Es droht keine körperliche Abhängigkeit

Angstzustände oder Schizophrenie, so der Arzt, drohten aber keinesfalls. "Da wir nur geringe Mengen verabreichen, anfangs dreimal täglich lediglich 1,25 Milligramm, besteht da keine Gefahr", erklärt Stork. Als Vergleich: Für hartnäckige Hanf-Raucher sind zwei Gramm Cannabis am Tag keine Seltenheit (auch wenn die Konzentration des Wirkstoffs hier weitaus geringer ist). Da bei den niedrig dosierten synthetischen Cannabis-Medikamenten keine körperliche Abhängigkeit drohe, stellten sie eine wirksame Alternative zu hoch potenten Opioiden dar, konstatiert Stork. "Ein Allheilmittel sehe ich darin aber nicht."

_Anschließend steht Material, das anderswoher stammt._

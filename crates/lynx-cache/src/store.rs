//! Durable JSON-backed cache store.

use std::path::{Path, PathBuf};

use parking_lot::{Mutex, MutexGuard};
use serde_json::Value;
use tracing::{debug, info, warn};

use crate::error::CacheError;

/// The mapping held by a [`CacheStore`].
pub type CacheMap = serde_json::Map<String, Value>;

/// Shared key-value cache with explicit-save durability.
///
/// One instance is created at startup and shared by `Arc` with every
/// extension. All access goes through a single non-poisoning mutex, so a
/// callback that panics mid-update leaves the store usable.
#[derive(Debug)]
pub struct CacheStore {
    /// Backing file, `None` for a purely in-memory store.
    path: Option<PathBuf>,
    /// The mapping.
    entries: Mutex<CacheMap>,
    /// Orders concurrent saves so the file always ends up with the newest
    /// snapshot.
    save_lock: Mutex<()>,
}

impl CacheStore {
    /// Load the store from `path`.
    ///
    /// Never fails: a missing, unreadable or malformed file yields an empty
    /// mapping and the problem is reported through `tracing`.
    pub fn load(path: impl Into<PathBuf>) -> Self {
        let path = path.into();

        let entries = match read_file(&path) {
            Ok(Some(entries)) => {
                info!(path = %path.display(), keys = entries.len(), "Cache loaded");
                entries
            }
            Ok(None) => {
                debug!(path = %path.display(), "Cache file absent, starting empty");
                CacheMap::new()
            }
            Err(e) => {
                warn!(path = %path.display(), error = %e, "Cache file unusable, starting empty");
                CacheMap::new()
            }
        };

        Self {
            path: Some(path),
            entries: Mutex::new(entries),
            save_lock: Mutex::new(()),
        }
    }

    /// Create a store with no backing file. [`save`](Self::save) fails with
    /// [`CacheError::Detached`].
    pub fn in_memory() -> Self {
        Self {
            path: None,
            entries: Mutex::new(CacheMap::new()),
            save_lock: Mutex::new(()),
        }
    }

    /// Returns the backing file path.
    pub fn path(&self) -> Option<&Path> {
        self.path.as_deref()
    }

    /// Returns a clone of the value stored under `key`.
    pub fn get(&self, key: &str) -> Option<Value> {
        self.entries.lock().get(key).cloned()
    }

    /// Stores `value` under `key`, returning the previous value.
    pub fn set(&self, key: impl Into<String>, value: impl Into<Value>) -> Option<Value> {
        self.entries.lock().insert(key.into(), value.into())
    }

    /// Removes `key`, returning its value.
    pub fn remove(&self, key: &str) -> Option<Value> {
        self.entries.lock().remove(key)
    }

    /// Returns whether `key` is present.
    pub fn contains_key(&self, key: &str) -> bool {
        self.entries.lock().contains_key(key)
    }

    /// Number of keys.
    pub fn len(&self) -> usize {
        self.entries.lock().len()
    }

    /// Whether the store holds no keys.
    pub fn is_empty(&self) -> bool {
        self.entries.lock().is_empty()
    }

    /// All keys, in map order.
    pub fn keys(&self) -> Vec<String> {
        self.entries.lock().keys().cloned().collect()
    }

    /// Read-modify-write of a single key under the store lock.
    ///
    /// A missing key is presented as `Value::Null`. If `f` leaves the value
    /// as `Null` the key is removed.
    pub fn update<R>(&self, key: &str, f: impl FnOnce(&mut Value) -> R) -> R {
        let mut slot = NullPruned {
            entries: self.entries.lock(),
            key,
        };
        f(slot.entries.entry(key).or_insert(Value::Null))
    }

    /// Runs `f` with exclusive access to the whole mapping, for changes that
    /// span several keys.
    pub fn with_map<R>(&self, f: impl FnOnce(&mut CacheMap) -> R) -> R {
        f(&mut self.entries.lock())
    }

    /// Returns a copy of the whole mapping.
    pub fn snapshot(&self) -> CacheMap {
        self.entries.lock().clone()
    }

    /// Serialize the whole mapping to the backing file, replacing it.
    ///
    /// The mapping lock is held only while serializing. The bytes go to a
    /// sibling temporary file which is then renamed over the target.
    pub fn save(&self) -> Result<(), CacheError> {
        let path = self.path.as_ref().ok_or(CacheError::Detached)?;

        let _ordered = self.save_lock.lock();
        let body = {
            let entries = self.entries.lock();
            serde_json::to_vec_pretty(&*entries).map_err(CacheError::Serialize)?
        };

        write_atomically(path, &body).map_err(|source| CacheError::Write {
            path: path.clone(),
            source,
        })?;

        debug!(path = %path.display(), bytes = body.len(), "Cache saved");
        Ok(())
    }
}

/// Reads and parses the cache file. `Ok(None)` means the file does not exist.
fn read_file(path: &Path) -> Result<Option<CacheMap>, CacheError> {
    let raw = match std::fs::read(path) {
        Ok(raw) => raw,
        Err(e) if e.kind() == std::io::ErrorKind::NotFound => return Ok(None),
        Err(source) => {
            return Err(CacheError::Read {
                path: path.to_path_buf(),
                source,
            });
        }
    };

    let value: Value = serde_json::from_slice(&raw).map_err(|source| CacheError::Parse {
        path: path.to_path_buf(),
        source,
    })?;

    match value {
        Value::Object(map) => Ok(Some(map)),
        _ => Err(CacheError::NotAnObject {
            path: path.to_path_buf(),
        }),
    }
}

/// Removes `key` on drop if it holds `Null`, also when `update` unwinds.
struct NullPruned<'a> {
    entries: MutexGuard<'a, CacheMap>,
    key: &'a str,
}

impl Drop for NullPruned<'_> {
    fn drop(&mut self) {
        if self.entries.get(self.key).is_some_and(Value::is_null) {
            self.entries.remove(self.key);
        }
    }
}

fn write_atomically(path: &Path, body: &[u8]) -> std::io::Result<()> {
    if let Some(parent) = path.parent().filter(|p| !p.as_os_str().is_empty()) {
        std::fs::create_dir_all(parent)?;
    }

    let mut tmp_name = path
        .file_name()
        .map(|n| n.to_os_string())
        .unwrap_or_else(|| "cache".into());
    tmp_name.push(".tmp");
    let tmp = path.with_file_name(tmp_name);

    std::fs::write(&tmp, body)?;
    std::fs::rename(&tmp, path)
}
//! Integration tests for the assembled Lynx server.

mod helpers;
mod server_test;
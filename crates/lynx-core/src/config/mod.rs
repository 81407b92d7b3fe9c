//! Application configuration schemas.
//!
//! All configuration structs are deserialized via the `config` crate from
//! an optional file plus `LYNX__`-prefixed environment variables. Each
//! sub-module represents a logical configuration section; every field has
//! a serde default so an empty source yields a runnable server.

pub mod app;
pub mod cache;
pub mod logging;
pub mod plugin;

use std::path::Path;

use serde::{Deserialize, Serialize};

use self::app::ServerConfig;
use self::cache::CacheConfig;
use self::logging::LoggingConfig;
use self::plugin::PluginConfig;

use crate::error::AppError;

/// Root application configuration.
#[derive(Debug, Clone, Default, Serialize, Deserialize)]
pub struct AppConfig {
    /// HTTP/WebSocket server settings.
    #[serde(default)]
    pub server: ServerConfig,
    /// Extension discovery and capability settings.
    #[serde(default)]
    pub plugins: PluginConfig,
    /// Durable cache settings.
    #[serde(default)]
    pub cache: CacheConfig,
    /// Logging settings.
    #[serde(default)]
    pub logging: LoggingConfig,
}

impl AppConfig {
    /// Load configuration from `path` (any format the `config` crate
    /// recognises by extension) layered under `LYNX__` environment variables.
    ///
    /// A missing file is not an error; defaults fill every gap.
    pub fn load(path: &str) -> Result<Self, AppError> {
        let config = config::Config::builder()
            .add_source(config::File::with_name(path).required(false))
            .add_source(
                config::Environment::with_prefix("LYNX")
                    .separator("__")
                    .try_parsing(true),
            )
            .build()
            .map_err(|e| AppError::configuration(format!("Failed to build config: {e}")))?;

        config
            .try_deserialize()
            .map_err(|e| AppError::configuration(format!("Failed to deserialize config: {e}")))
    }

    /// Write the default configuration as pretty JSON to `path`, creating
    /// parent directories. Existing files are left untouched.
    pub fn write_default_if_missing(path: &Path) -> Result<bool, AppError> {
        if path.exists() {
            return Ok(false);
        }
        if let Some(parent) = path.parent() {
            std::fs::create_dir_all(parent)?;
        }
        let body = serde_json::to_string_pretty(&Self::default())?;
        std::fs::write(path, body)?;
        Ok(true)
    }
}

#[cfg(test)]
mod tests {
    use super::*;

    #[test]
    fn test_missing_file_yields_defaults() {
        let dir = tempfile::tempdir().unwrap();
        let path = dir.path().join("absent");
        let config = AppConfig::load(path.to_str().unwrap()).unwrap();

        assert_eq!(config.server.port, 8080);
        assert_eq!(config.plugins.suffix, "wsp");
        assert_eq!(config.cache.file, "cache.dat");
        assert!(!config.server.ip_whitelist_enabled);
    }

    #[test]
    fn test_partial_json_file_overrides_defaults() {
        let dir = tempfile::tempdir().unwrap();
        let path = dir.path().join("server.json");
        std::fs::write(
            &path,
            r#"{ "server": { "port": 9090, "browsable_dirs": ["/", "/pub"] } }"#,
        )
        .unwrap();

        let config = AppConfig::load(path.to_str().unwrap()).unwrap();
        assert_eq!(config.server.port, 9090);
        assert_eq!(config.server.browsable_dirs, vec!["/", "/pub"]);
        assert_eq!(config.server.host, "0.0.0.0");
        assert_eq!(config.plugins.directory, "plugins/wsp");
    }

    #[test]
    fn test_write_default_if_missing() {
        let dir = tempfile::tempdir().unwrap();
        let path = dir.path().join("config").join("server.json");

        assert!(AppConfig::write_default_if_missing(&path).unwrap());
        assert!(!AppConfig::write_default_if_missing(&path).unwrap());

        let written: serde_json::Value =
            serde_json::from_str(&std::fs::read_to_string(&path).unwrap()).unwrap();
        assert_eq!(written["server"]["favicon"], "/favicon.ico");
    }
}
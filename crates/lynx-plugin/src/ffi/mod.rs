//! Shared-library boundary for dynamically loaded extensions.

pub mod abi;
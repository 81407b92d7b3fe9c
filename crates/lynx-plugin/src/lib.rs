//! # lynx-plugin
//!
//! Extension runtime for Lynx. Provides:
//!
//! - Discovery and loading of extension artifacts, built-in or shared-library
//! - Per-extension execution contexts with a shared capability toolkit
//! - An append-only hook registry for the five request/WebSocket hooks
//! - A dispatcher that isolates every callback failure

pub mod api;
pub mod error;
pub mod ffi;
pub mod hooks;
pub mod isolation;
pub mod loader;
pub mod macros;
pub mod manager;
pub mod prelude;
pub mod registry;
pub mod traits;

pub use anyhow;

pub use api::{CapabilityInjector, ExtensionContext, ExtensionIdentity, Toolkit};
pub use error::ExtensionError;
pub use hooks::definitions::{HookKind, Request, Response, WsMessage};
pub use hooks::dispatcher::{DispatchReport, HookDispatcher};
pub use hooks::registry::HookRegistry;
pub use loader::{ArtifactOpener, BuiltinCatalog, DynamicOpener, ExtensionArtifact};
pub use manager::ExtensionManager;
pub use registry::{ExtensionRecord, LoadFailure, LoadSummary};
pub use traits::Extension;
//! # lynx-core
//!
//! Core crate for the Lynx server. Contains the configuration schemas and
//! the unified error system shared by every other crate.
//!
//! This crate has **no** internal dependencies on other Lynx crates.

pub mod config;
pub mod error;
pub mod result;

pub use config::AppConfig;
pub use error::AppError;
pub use result::AppResult;
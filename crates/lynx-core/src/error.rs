//! Unified application error types for Lynx.
//!
//! All crates map their internal errors into [`AppError`] for consistent
//! propagation through the ? operator.

use std::fmt;
use thiserror::Error;

/// Top-level error kind categorization used across the entire application.
#[derive(Debug, Clone, Copy, PartialEq, Eq, Hash, serde::Serialize, serde::Deserialize)]
pub enum ErrorKind {
    /// The requested resource was not found.
    NotFound,
    /// The caller is not allowed to access the resource.
    Forbidden,
    /// Input validation failed.
    Validation,
    /// An internal server error occurred.
    Internal,
    /// A filesystem I/O error occurred.
    Storage,
    /// A configuration error occurred.
    Configuration,
    /// An extension failed to load.
    Extension,
    /// A hook callback failed while being dispatched.
    Dispatch,
    /// A serialization/deserialization error occurred.
    Serialization,
}

impl fmt::Display for ErrorKind {
    fn fmt(&self, f: &mut fmt::Formatter<'_>) -> fmt::Result {
        match self {
            Self::NotFound => write!(f, "NOT_FOUND"),
            Self::Forbidden => write!(f, "FORBIDDEN"),
            Self::Validation => write!(f, "VALIDATION"),
            Self::Internal => write!(f, "INTERNAL"),
            Self::Storage => write!(f, "STORAGE"),
            Self::Configuration => write!(f, "CONFIGURATION"),
            Self::Extension => write!(f, "EXTENSION"),
            Self::Dispatch => write!(f, "DISPATCH"),
            Self::Serialization => write!(f, "SERIALIZATION"),
        }
    }
}

/// The unified application error used throughout Lynx.
///
/// Crate-specific errors are mapped into `AppError` using `From` impls
/// or explicit `.map_err()` calls.
#[derive(Debug, Error)]
#[error("{kind}: {message}")]
pub struct AppError {
    /// The category of error.
    pub kind: ErrorKind,
    /// A human-readable error message.
    pub message: String,
    /// Optional underlying cause.
    #[source]
    pub source: Option<Box<dyn std::error::Error + Send + Sync>>,
}

impl AppError {
    /// Create a new application error.
    pub fn new(kind: ErrorKind, message: impl Into<String>) -> Self {
        Self {
            kind,
            message: message.into(),
            source: None,
        }
    }

    /// Create a new application error with an underlying cause.
    pub fn with_source(
        kind: ErrorKind,
        message: impl Into<String>,
        source: impl std::error::Error + Send + Sync + 'static,
    ) -> Self {
        Self {
            kind,
            message: message.into(),
            source: Some(Box::new(source)),
        }
    }

    /// Create a not-found error.
    pub fn not_found(message: impl Into<String>) -> Self {
        Self::new(ErrorKind::NotFound, message)
    }

    /// Create a forbidden error.
    pub fn forbidden(message: impl Into<String>) -> Self {
        Self::new(ErrorKind::Forbidden, message)
    }

    /// Create a validation error.
    pub fn validation(message: impl Into<String>) -> Self {
        Self::new(ErrorKind::Validation, message)
    }

    /// Create an internal error.
    pub fn internal(message: impl Into<String>) -> Self {
        Self::new(ErrorKind::Internal, message)
    }


    /// Create a configuration error.
    pub fn configuration(message: impl Into<String>) -> Self {
        Self::new(ErrorKind::Configuration, message)
    }

    /// Create an extension load error.
    pub fn extension(message: impl Into<String>) -> Self {
        Self::new(ErrorKind::Extension, message)
    }

}

impl Clone for AppError {
    fn clone(&self) -> Self {
        Self {
            kind: self.kind,
            message: self.message.clone(),
            source: None,
        }
    }
}

impl From<serde_json::Error> for AppError {
    fn from(err: serde_json::Error) -> Self {
        Self::with_source(
            ErrorKind::Serialization,
            format!("JSON serialization error: {err}"),
            err,
        )
    }
}

impl From<std::io::Error> for AppError {
    fn from(err: std::io::Error) -> Self {
        Self::with_source(ErrorKind::Storage, format!("I/O error: {err}"), err)
    }
}

impl From<config::ConfigError> for AppError {
    fn from(err: config::ConfigError) -> Self {
        Self::with_source(
            ErrorKind::Configuration,
            format!("Configuration error: {err}"),
            err,
        )
    }
}
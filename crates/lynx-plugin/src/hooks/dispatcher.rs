//! Hook dispatcher: invokes every callback of a chain in order.
//!
//! - Callbacks run synchronously on the calling thread, in chain order.
//! - A failing or panicking callback is logged with its trace and skipped;
//!   later callbacks still run and see whatever the earlier ones changed.
//! - Nothing a callback does can make dispatch itself fail.

use std::sync::Arc;

use serde::Serialize;
use tracing::{debug, error};

use super::definitions::{HookKind, Request, Response, Session, WsMessage};
use super::registry::{HookRegistry, Registered};
use crate::isolation::{Failure, isolate};

/// A single callback failure recorded during dispatch.
#[derive(Debug, Clone, Serialize)]
pub struct DispatchFailure {
    /// Extension that registered the callback.
    pub extension: String,
    /// Position of the callback within the chain.
    pub position: usize,
    /// One-line failure description.
    pub message: String,
    /// Error chain or panic backtrace.
    pub trace: Option<String>,
    /// Whether the callback panicked.
    pub panicked: bool,
}

/// Outcome of dispatching one hook event.
#[derive(Debug, Clone, Serialize)]
pub struct DispatchReport {
    /// The hook kind dispatched.
    pub kind: HookKind,
    /// Number of callbacks invoked.
    pub invoked: usize,
    /// Callbacks that failed, in chain order.
    pub failures: Vec<DispatchFailure>,
}

impl DispatchReport {
    fn empty(kind: HookKind) -> Self {
        Self {
            kind,
            invoked: 0,
            failures: Vec::new(),
        }
    }

    /// Whether every callback completed without error.
    pub fn is_clean(&self) -> bool {
        self.failures.is_empty()
    }
}

/// The arguments of a hook event, borrowed from the transport.
#[derive(Debug)]
pub enum HookEvent<'a> {
    /// `before_request(request)`.
    BeforeRequest(&'a mut Request),
    /// `after_request(request, response)`.
    AfterRequest(&'a mut Request, &'a mut Response),
    /// `websocket_connect(connection, address)`.
    WebsocketConnect(&'a Session),
    /// `websocket_message(connection, address, message)`.
    WebsocketMessage(&'a Session, &'a WsMessage),
    /// `websocket_close(connection, address)`.
    WebsocketClose(&'a Session),
}

impl HookEvent<'_> {
    /// The hook kind this event fires.
    pub fn kind(&self) -> HookKind {
        match self {
            Self::BeforeRequest(_) => HookKind::BeforeRequest,
            Self::AfterRequest(..) => HookKind::AfterRequest,
            Self::WebsocketConnect(_) => HookKind::WebsocketConnect,
            Self::WebsocketMessage(..) => HookKind::WebsocketMessage,
            Self::WebsocketClose(_) => HookKind::WebsocketClose,
        }
    }
}

/// Dispatches hook events to the frozen registry.
#[derive(Debug, Clone)]
pub struct HookDispatcher {
    registry: Arc<HookRegistry>,
}

impl HookDispatcher {
    /// Creates a dispatcher over a frozen registry.
    pub fn new(registry: Arc<HookRegistry>) -> Self {
        Self { registry }
    }

    /// Returns a reference to the hook registry.
    pub fn registry(&self) -> &Arc<HookRegistry> {
        &self.registry
    }

    /// Whether any callback is registered for `kind`.
    pub fn has_callbacks(&self, kind: HookKind) -> bool {
        self.registry.len(kind) > 0
    }

    /// Dispatches `event` to every callback registered for its kind.
    pub fn dispatch(&self, event: HookEvent<'_>) -> DispatchReport {
        match event {
            HookEvent::BeforeRequest(request) => self.before_request(request),
            HookEvent::AfterRequest(request, response) => self.after_request(request, response),
            HookEvent::WebsocketConnect(session) => self.websocket_connect(session),
            HookEvent::WebsocketMessage(session, message) => {
                self.websocket_message(session, message)
            }
            HookEvent::WebsocketClose(session) => self.websocket_close(session),
        }
    }

    /// Fires `before_request`.
    pub fn before_request(&self, request: &mut Request) -> DispatchReport {
        run_chain(
            HookKind::BeforeRequest,
            self.registry.before_request_chain(),
            |callback| callback(&mut *request),
        )
    }

    /// Fires `after_request`.
    pub fn after_request(&self, request: &mut Request, response: &mut Response) -> DispatchReport {
        run_chain(
            HookKind::AfterRequest,
            self.registry.after_request_chain(),
            |callback| callback(&mut *request, &mut *response),
        )
    }

    /// Fires `websocket_connect`.
    pub fn websocket_connect(&self, session: &Session) -> DispatchReport {
        run_chain(
            HookKind::WebsocketConnect,
            self.registry.websocket_connect_chain(),
            |callback| callback(&session.connection, session.addr),
        )
    }

    /// Fires `websocket_message`.
    pub fn websocket_message(&self, session: &Session, message: &WsMessage) -> DispatchReport {
        run_chain(
            HookKind::WebsocketMessage,
            self.registry.websocket_message_chain(),
            |callback| callback(&session.connection, session.addr, message),
        )
    }

    /// Fires `websocket_close`.
    pub fn websocket_close(&self, session: &Session) -> DispatchReport {
        run_chain(
            HookKind::WebsocketClose,
            self.registry.websocket_close_chain(),
            |callback| callback(&session.connection, session.addr),
        )
    }
}

fn run_chain<F: ?Sized>(
    kind: HookKind,
    chain: &[Registered<F>],
    mut invoke: impl FnMut(&F) -> anyhow::Result<()>,
) -> DispatchReport {
    if chain.is_empty() {
        return DispatchReport::empty(kind);
    }

    debug!(hook = %kind, callbacks = chain.len(), "Dispatching hook");

    let mut report = DispatchReport::empty(kind);
    for (position, entry) in chain.iter().enumerate() {
        report.invoked += 1;
        if let Err(failure) = isolate(|| invoke(&*entry.callback)) {
            report
                .failures
                .push(record_failure(kind, position, &entry.extension, failure));
        }
    }
    report
}

fn record_failure(
    kind: HookKind,
    position: usize,
    extension: &str,
    failure: Failure,
) -> DispatchFailure {
    error!(
        hook = %kind,
        extension = %extension,
        position,
        panicked = failure.panicked,
        error = %failure.message,
        trace = failure.trace.as_deref().unwrap_or(""),
        "Hook callback failed"
    );
    DispatchFailure {
        extension: extension.to_string(),
        position,
        message: failure.message,
        trace: failure.trace,
        panicked: failure.panicked,
    }
}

Große Hoffnung in die Pläne der Koalition setzt Dr. Naschmil Pollmann, Fachärztin für Anästhesie in Blankenese. Sie schwört auf das umstrittene Kraut. "Auch dort, wo sonst nichts wirkt, insbesondere bei Nervenschmerzen, können Cannabis-Medikamente sehr hilfreich sein", beobachtet Pollmann. Sie kritisiert, dass der Wirkstoff trotz vorweisbarer Erfolge nicht von den gesetzlichen Krankenkassen getragen wird. "Obwohl wir sogar dazu ermutigt wurden, Kapseln zu verschreiben, sind die Medikamente bisher nicht erstattungsfähig." Drei Jahre, erklärt sie, habe sie ihre Patienten mit dem Wirkstoff versorgt, in der Annahme, dass ihr der Wirkstoff erstattet werde. Dann habe die Krankenkasse rückwirkend die Kosten gefordert, 23 000 Euro waren das. Das gehe vielen Kollegen ähnlich, beteuert sie. "Für einige ist es existenzbedrohend", so Pollmann.